Le chef d’orchestre qui, dans une « Ouverture » de dix pages d’une virtuosité inouïe, impose à des musiciens invisibles, anonymes et manifestement terrorisés (nous, lecteurs) de coller sans moufter à la lettre même de leurs partitions respectives (dont le récit va combiner de mille façons les mouvements de tonalité et de rythme divers, de l’allegro au finale échevelé) est-il ce baron Wenckheim au retour annoncé ? On pourrait répondre oui et non. Le maître d’œuvre qui dicte sa loi péremptoire à l’orée de ce qu’il nomme Création a tout du Dieu modeleur puis destructeur de l’univers, le baron apeuré et chétif, mutique et hébété, débarquant en Hongrie, sa terre natale, après toute une vie d’exil et d’addiction aux jeux d’argent qui l’ont rincé, ressemblerait assez à une caricature féroce d’innocent (un Jésus vieilli et sans pouvoir) que son père courroucé renvoie au casse-pipe parmi ces crapules d’hommes.
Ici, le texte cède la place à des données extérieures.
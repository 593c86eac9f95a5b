//! World-space coordinates.
//!
//! Headings are radians measured counter-clockwise from the +X axis, matching
//! how unit rotations are reported by the world.

use std::f32::consts::{PI, TAU};
use std::fmt;

/// Point in world space, in yards.
#[derive(Clone, Copy, Debug, PartialEq, Default)]
#[cfg_attr(feature = "serde", derive(serde::Serialize, serde::Deserialize))]
pub struct Vec3 {
    pub x: f32,
    pub y: f32,
    pub z: f32,
}

impl Vec3 {
    pub const ZERO: Self = Self {
        x: 0.0,
        y: 0.0,
        z: 0.0,
    };

    pub const fn new(x: f32, y: f32, z: f32) -> Self {
        Self { x, y, z }
    }

    /// Returns true for the all-zero point, which stands for "no location".
    #[inline]
    pub fn is_zero(self) -> bool {
        self == Self::ZERO
    }

    #[inline]
    pub fn distance_sqr(self, other: Vec3) -> f32 {
        let dx = self.x - other.x;
        let dy = self.y - other.y;
        let dz = self.z - other.z;
        dx * dx + dy * dy + dz * dz
    }

    #[inline]
    pub fn distance(self, other: Vec3) -> f32 {
        self.distance_sqr(other).sqrt()
    }

    /// Heading from `self` toward `other` on the horizontal plane.
    pub fn heading_to(self, other: Vec3) -> f32 {
        normalize_heading((other.y - self.y).atan2(other.x - self.x))
    }

    /// Projects a point `distance` yards away along `heading`, keeping height.
    pub fn ray_cast(self, heading: f32, distance: f32) -> Vec3 {
        Vec3::new(
            self.x + heading.cos() * distance,
            self.y + heading.sin() * distance,
            self.z,
        )
    }

    /// Steps toward `target` by at most `step` yards.
    pub fn step_toward(self, target: Vec3, step: f32) -> Vec3 {
        let remaining = self.distance(target);
        if remaining <= step || remaining <= f32::EPSILON {
            return target;
        }
        let t = step / remaining;
        Vec3::new(
            self.x + (target.x - self.x) * t,
            self.y + (target.y - self.y) * t,
            self.z + (target.z - self.z) * t,
        )
    }

    /// Arithmetic mean of `points`, or `None` for an empty input.
    pub fn centroid(points: impl IntoIterator<Item = Vec3>) -> Option<Vec3> {
        let mut count = 0usize;
        let mut sum = Vec3::ZERO;
        for point in points {
            sum.x += point.x;
            sum.y += point.y;
            sum.z += point.z;
            count += 1;
        }
        (count > 0).then(|| {
            let n = count as f32;
            Vec3::new(sum.x / n, sum.y / n, sum.z / n)
        })
    }
}

impl fmt::Display for Vec3 {
    fn fmt(&self, f: &mut fmt::Formatter<'_>) -> fmt::Result {
        write!(f, "<{:.2}, {:.2}, {:.2}>", self.x, self.y, self.z)
    }
}

/// Wraps a heading into `[0, 2π)`.
pub fn normalize_heading(heading: f32) -> f32 {
    let wrapped = heading.rem_euclid(TAU);
    if wrapped >= TAU { 0.0 } else { wrapped }
}

/// Smallest absolute angle between two headings, in `[0, π]`.
pub fn heading_delta(a: f32, b: f32) -> f32 {
    let delta = normalize_heading(a - b);
    if delta > PI { TAU - delta } else { delta }
}

/// Circular mean of `headings`, or `None` for an empty input.
pub fn mean_heading(headings: impl IntoIterator<Item = f32>) -> Option<f32> {
    let mut count = 0usize;
    let (mut sin, mut cos) = (0.0f32, 0.0f32);
    for heading in headings {
        sin += heading.sin();
        cos += heading.cos();
        count += 1;
    }
    if count == 0 {
        return None;
    }
    if sin.abs() <= f32::EPSILON && cos.abs() <= f32::EPSILON {
        // Opposed headings cancel out; any direction is as good as another.
        return Some(0.0);
    }
    Some(normalize_heading(sin.atan2(cos)))
}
Mais aucune clé de lecture n’ouvre cet ensemble de péripéties dont le sens final serait bien plutôt qu’il est vain de chercher à dégager un sens de l’incompréhensible réalité des faits : il n’y a ici-bas, sur une ridicule planète perdue au milieu de milliards d’autres, que des êtres menant une trajectoire insensée du berceau à la tombe, et dont la caractéristique principale est qu’ils sont indécrottables dans la méchanceté, incapables d’aucun amour pur, de toute pensée désintéressée, en somme créés pour le mal, c’est-à-dire comme les personnages d’un des premiers livres de l’auteur, Le tango de Satan, issus de la pulsion créatrice non d’une entité bienveillante mais d’un abominable dictateur inconnu.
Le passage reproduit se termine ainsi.